Why does Python compute "hashlib.sha1" different from the "git hash-object" for the file?

I am trying to calculate the SHA-1 value of a file.

I created this script:

def hashfile(filepath): sha1 = hashlib.sha1() f = open(filepath, 'rb') try: sha1.update(f.read()) finally: f.close() return sha1.hexdigest() 

For a specific file, I get this hash value:
8c3e109ff260f7b11087974ef7bcdbdc69a0a3b9
But when I calculate the value using git hash_object, then I get this value: d339346ca154f6ed9e92205c3c5c38112e761eb7

How do they differ?

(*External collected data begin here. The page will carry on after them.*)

//! Memory service: the user-facing verbs on top of the record store.
//!
//! Lookup counts positions from the most recent entry; forget counts from the
//! oldest. Both use 1-based positions.

use crate::store::RecordStore;
use mnemo_types::config::MnemoConfig;
use mnemo_types::error::{MnemoError, MnemoResult};
use mnemo_types::memory::{MemoryEntry, Selector, SubjectCount};
use tracing::{debug, info};

/// Stateless service over a [`RecordStore`] handle.
#[derive(Clone)]
pub struct MemoryService {
    store: RecordStore,
}

impl MemoryService {
    /// Create a service over an existing store.
    pub fn new(store: RecordStore) -> Self {
        Self { store }
    }

    /// Open the store described by `config` and wrap it.
    pub fn open(config: &MnemoConfig) -> MnemoResult<Self> {
        let store = RecordStore::open(&config.db_path, Some(&config.table_name))?;
        Ok(Self::new(store))
    }

    /// Record `text` about `subject` with the current time.
    pub fn remember(&self, subject: &str, text: &str) -> MnemoResult<MemoryEntry> {
        require_subject(subject)?;
        let entry = self.store.insert(subject, text)?;
        info!(subject = %subject, "Remembered");
        Ok(entry)
    }

    /// The entry at `index` counted from the most recent (1 = newest).
    ///
    /// Without an index the most recent entry is returned.
    pub fn lookup(&self, subject: &str, index: Option<i64>) -> MnemoResult<MemoryEntry> {
        require_subject(subject)?;
        let position = match index {
            None => 1,
            Some(i) if i >= 1 => i,
            Some(i) => {
                return Err(MnemoError::InvalidSelector(format!(
                    "index must be at least 1, got {i}"
                )));
            }
        };

        let entries = self.store.entries_for(subject)?;
        let count = entries.len();
        debug!(subject = %subject, position, count, "Lookup");
        if count == 0 {
            return Err(nothing_about(subject));
        }
        usize::try_from(position - 1)
            .ok()
            .and_then(|skip| entries.into_iter().rev().nth(skip))
            .ok_or_else(|| {
                MnemoError::NotFound(format!(
                    "index {position} out of range, '{subject}' has {count} entr{}",
                    if count == 1 { "y" } else { "ies" }
                ))
            })
    }

    /// Every entry for `subject`, newest first.
    pub fn history(&self, subject: &str) -> MnemoResult<Vec<MemoryEntry>> {
        require_subject(subject)?;
        let mut entries = self.store.entries_for(subject)?;
        if entries.is_empty() {
            return Err(nothing_about(subject));
        }
        entries.reverse();
        Ok(entries)
    }

    /// Each remembered subject with its entry count. Empty when nothing is stored.
    pub fn remembered(&self) -> MnemoResult<Vec<SubjectCount>> {
        let subjects = self.store.list_subjects()?;
        debug!(subjects = subjects.len(), "Listed subjects");
        Ok(subjects)
    }

    /// Remove entries chosen by `selector`. Returns how many were removed.
    pub fn forget(&self, subject: &str, selector: Selector) -> MnemoResult<usize> {
        require_subject(subject)?;
        let removed = match selector.ordinal() {
            Some(ordinal) => {
                let count = self.store.count(subject)?;
                if count == 0 {
                    return Err(nothing_about(subject));
                }
                if ordinal > count {
                    return Err(MnemoError::NotFound(format!(
                        "position {ordinal} out of range, '{subject}' has {count} entr{}",
                        if count == 1 { "y" } else { "ies" }
                    )));
                }
                self.store.delete_entry(subject, ordinal)?;
                1
            }
            None => match self.store.delete_all(subject)? {
                0 => return Err(nothing_about(subject)),
                n => n,
            },
        };
        info!(subject = %subject, selector = %selector, removed, "Forgot");
        Ok(removed)
    }

    /// Release the underlying store.
    pub fn close(self) -> MnemoResult<()> {
        self.store.close()
    }
}

fn require_subject(subject: &str) -> MnemoResult<()> {
    if subject.is_empty() {
        return Err(MnemoError::InvalidSelector(
            "subject must not be empty".to_string(),
        ));
    }
    Ok(())
}

fn nothing_about(subject: &str) -> MnemoError {
    MnemoError::NotFound(format!("nothing remembered about '{subject}'"))
}
//! Memory entries, subject counts and the selectors used to address them.

use crate::error::{MnemoError, MnemoResult};
use chrono::{DateTime, Utc};
use serde::{Deserialize, Serialize};
use std::num::NonZeroUsize;

/// One immutable remembered fact about a subject.
#[derive(Debug, Clone, PartialEq, Eq, Serialize, Deserialize)]
pub struct MemoryEntry {
    /// When the entry was recorded.
    pub timestamp: DateTime<Utc>,
    /// Exact-match key the entry is grouped under.
    pub subject: String,
    /// Free-form content.
    pub text: String,
}

impl MemoryEntry {
    /// Create an entry with an explicit timestamp.
    pub fn at(subject: impl Into<String>, text: impl Into<String>, timestamp: DateTime<Utc>) -> Self {
        Self {
            timestamp,
            subject: subject.into(),
            text: text.into(),
        }
    }
}

/// A distinct subject and the number of live entries under it.
#[derive(Debug, Clone, PartialEq, Eq, Serialize, Deserialize)]
pub struct SubjectCount {
    /// The subject key.
    pub subject: String,
    /// How many entries currently reference it.
    pub count: usize,
}

/// Which entries a forget operation removes.
///
/// Positions count from the oldest entry, starting at 1.
#[derive(Debug, Clone, Copy, Default, PartialEq, Eq)]
pub enum Selector {
    /// The oldest remaining entry.
    #[default]
    Oldest,
    /// The n-th oldest entry.
    Nth(NonZeroUsize),
    /// Every entry for the subject.
    All,
}

impl Selector {
    /// Literal that selects every entry.
    pub const ALL_LITERAL: &'static str = "all";

    /// Parse an optional caller token into a selector.
    ///
    /// An absent token means the oldest entry. Anything other than `all` or a
    /// positive integer is rejected.
    pub fn parse(token: Option<&str>) -> MnemoResult<Self> {
        let Some(token) = token else {
            return Ok(Self::Oldest);
        };
        if token == Self::ALL_LITERAL {
            return Ok(Self::All);
        }
        let n = parse_index(token)?;
        usize::try_from(n)
            .ok()
            .and_then(NonZeroUsize::new)
            .map(Self::Nth)
            .ok_or_else(|| {
                MnemoError::InvalidSelector(format!("position must be at least 1, got {n}"))
            })
    }

    /// The 1-based position from the oldest entry, or `None` for [`Selector::All`].
    pub fn ordinal(&self) -> Option<usize> {
        match self {
            Self::Oldest => Some(1),
            Self::Nth(n) => Some(n.get()),
            Self::All => None,
        }
    }
}

impl std::fmt::Display for Selector {
    fn fmt(&self, f: &mut std::fmt::Formatter<'_>) -> std::fmt::Result {
        match self {
            Self::Oldest => write!(f, "oldest"),
            Self::Nth(n) => write!(f, "{n}"),
            Self::All => write!(f, "{}", Self::ALL_LITERAL),
        }
    }
}

/// Parse a numeric index token. Range checks are left to the caller.
pub fn parse_index(token: &str) -> MnemoResult<i64> {
    token
        .trim()
        .parse::<i64>()
        .map_err(|_| MnemoError::InvalidSelector(format!("'{token}' is not a number")))
}
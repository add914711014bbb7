//! One function per subcommand. Each returns the text to print.

use crate::error::CliResult;
use crate::render;
use mnemo_memory::MemoryService;
use mnemo_types::memory::{parse_index, Selector};

pub fn cmd_remember(service: &MemoryService, subject: &str, words: &[String]) -> CliResult<String> {
    let text = words.join(" ");
    let entry = service.remember(subject, &text)?;
    Ok(format!("Remembered {}.", entry.subject))
}

pub fn cmd_lookup(
    service: &MemoryService,
    subject: &str,
    index: Option<&str>,
    all: bool,
    json: bool,
) -> CliResult<String> {
    if all {
        let entries = service.history(subject)?;
        if json {
            return Ok(serde_json::to_string_pretty(&entries)?);
        }
        return Ok(entries
            .iter()
            .map(render::entry)
            .collect::<Vec<_>>()
            .join("\n"));
    }

    let index = index.map(parse_index).transpose()?;
    let entry = service.lookup(subject, index)?;
    if json {
        return Ok(serde_json::to_string_pretty(&entry)?);
    }
    Ok(render::entry(&entry))
}

pub fn cmd_remembered(service: &MemoryService, json: bool) -> CliResult<String> {
    let subjects = service.remembered()?;
    if json {
        return Ok(serde_json::to_string_pretty(&subjects)?);
    }
    Ok(render::subjects(&subjects))
}

pub fn cmd_forget(service: &MemoryService, subject: &str, selector: Option<&str>) -> CliResult<String> {
    let selector = Selector::parse(selector)?;
    let removed = service.forget(subject, selector)?;
    Ok(render::forgot(subject, removed))
}

#[cfg(test)]
mod tests {
    use super::*;
    use crate::error::CliError;
    use mnemo_memory::RecordStore;
    use mnemo_types::error::MnemoError;

    fn setup() -> MemoryService {
        MemoryService::new(RecordStore::open_in_memory(None).unwrap())
    }

    fn words(text: &str) -> Vec<String> {
        text.split(' ').map(String::from).collect()
    }

    #[test]
    fn test_remember_then_lookup() {
        let service = setup();
        cmd_remember(&service, "thing1", &words("Thing1 is the first thing")).unwrap();
        cmd_remember(&service, "thing1", &words("Thing1 is the best thing")).unwrap();

        let out = cmd_lookup(&service, "thing1", None, false, false).unwrap();
        assert!(out.starts_with("Thing1 is the best thing ("));
        let out = cmd_lookup(&service, "thing1", Some("2"), false, false).unwrap();
        assert!(out.starts_with("Thing1 is the first thing ("));
    }

    #[test]
    fn test_lookup_all_lists_newest_first() {
        let service = setup();
        cmd_remember(&service, "s", &words("A")).unwrap();
        cmd_remember(&service, "s", &words("B")).unwrap();
        let out = cmd_lookup(&service, "s", None, true, false).unwrap();
        let lines: Vec<&str> = out.lines().collect();
        assert_eq!(lines.len(), 2);
        assert!(lines[0].starts_with("B ("));
        assert!(lines[1].starts_with("A ("));
    }

    #[test]
    fn test_lookup_non_numeric_index() {
        let service = setup();
        cmd_remember(&service, "s", &words("A")).unwrap();
        let err = cmd_lookup(&service, "s", Some("two"), false, false).unwrap_err();
        assert!(matches!(err, CliError::Mnemo(MnemoError::InvalidSelector(_))));
    }

    #[test]
    fn test_lookup_json() {
        let service = setup();
        cmd_remember(&service, "s", &words("hello world")).unwrap();
        let out = cmd_lookup(&service, "s", None, false, true).unwrap();
        let value: serde_json::Value = serde_json::from_str(&out).unwrap();
        assert_eq!(value["text"], "hello world");
        assert_eq!(value["subject"], "s");
    }

    #[test]
    fn test_remembered_output() {
        let service = setup();
        assert_eq!(cmd_remembered(&service, false).unwrap(), "Nothing remembered.");
        cmd_remember(&service, "thing1", &words("A")).unwrap();
        cmd_remember(&service, "thing2", &words("B")).unwrap();
        cmd_remember(&service, "thing1", &words("C")).unwrap();
        assert_eq!(cmd_remembered(&service, false).unwrap(), "thing1:2, thing2:1");

        let json: serde_json::Value =
            serde_json::from_str(&cmd_remembered(&service, true).unwrap()).unwrap();
        assert_eq!(json[0]["subject"], "thing1");
        assert_eq!(json[0]["count"], 2);
    }

    #[test]
    fn test_forget_selectors() {
        let service = setup();
        for text in ["A", "B", "C"] {
            cmd_remember(&service, "s", &words(text)).unwrap();
        }
        assert_eq!(
            cmd_forget(&service, "s", None).unwrap(),
            "Forgot 1 memory about s."
        );
        assert_eq!(
            cmd_forget(&service, "s", Some("all")).unwrap(),
            "Forgot 2 memories about s."
        );
        let err = cmd_forget(&service, "s", None).unwrap_err();
        assert_eq!(err.exit_code(), 2);
        let err = cmd_forget(&service, "s", Some("everything")).unwrap_err();
        assert_eq!(err.exit_code(), 64);
    }
}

Am I doing something wrong, or can I just ignore the difference?

+45
git python hash
Dec 08 '09 at 21:13
source share
2 answers

git computes the hashes as follows:

 sha1("blob " + filesize + "\0" + data) 

Link

+51
Dec 08 '09 at 21:17
source share

For reference, here is a shorter version:

 def sha1OfFile(filepath): import hashlib with open(filepath, 'rb') as f: return hashlib.sha1(f.read()).hexdigest() 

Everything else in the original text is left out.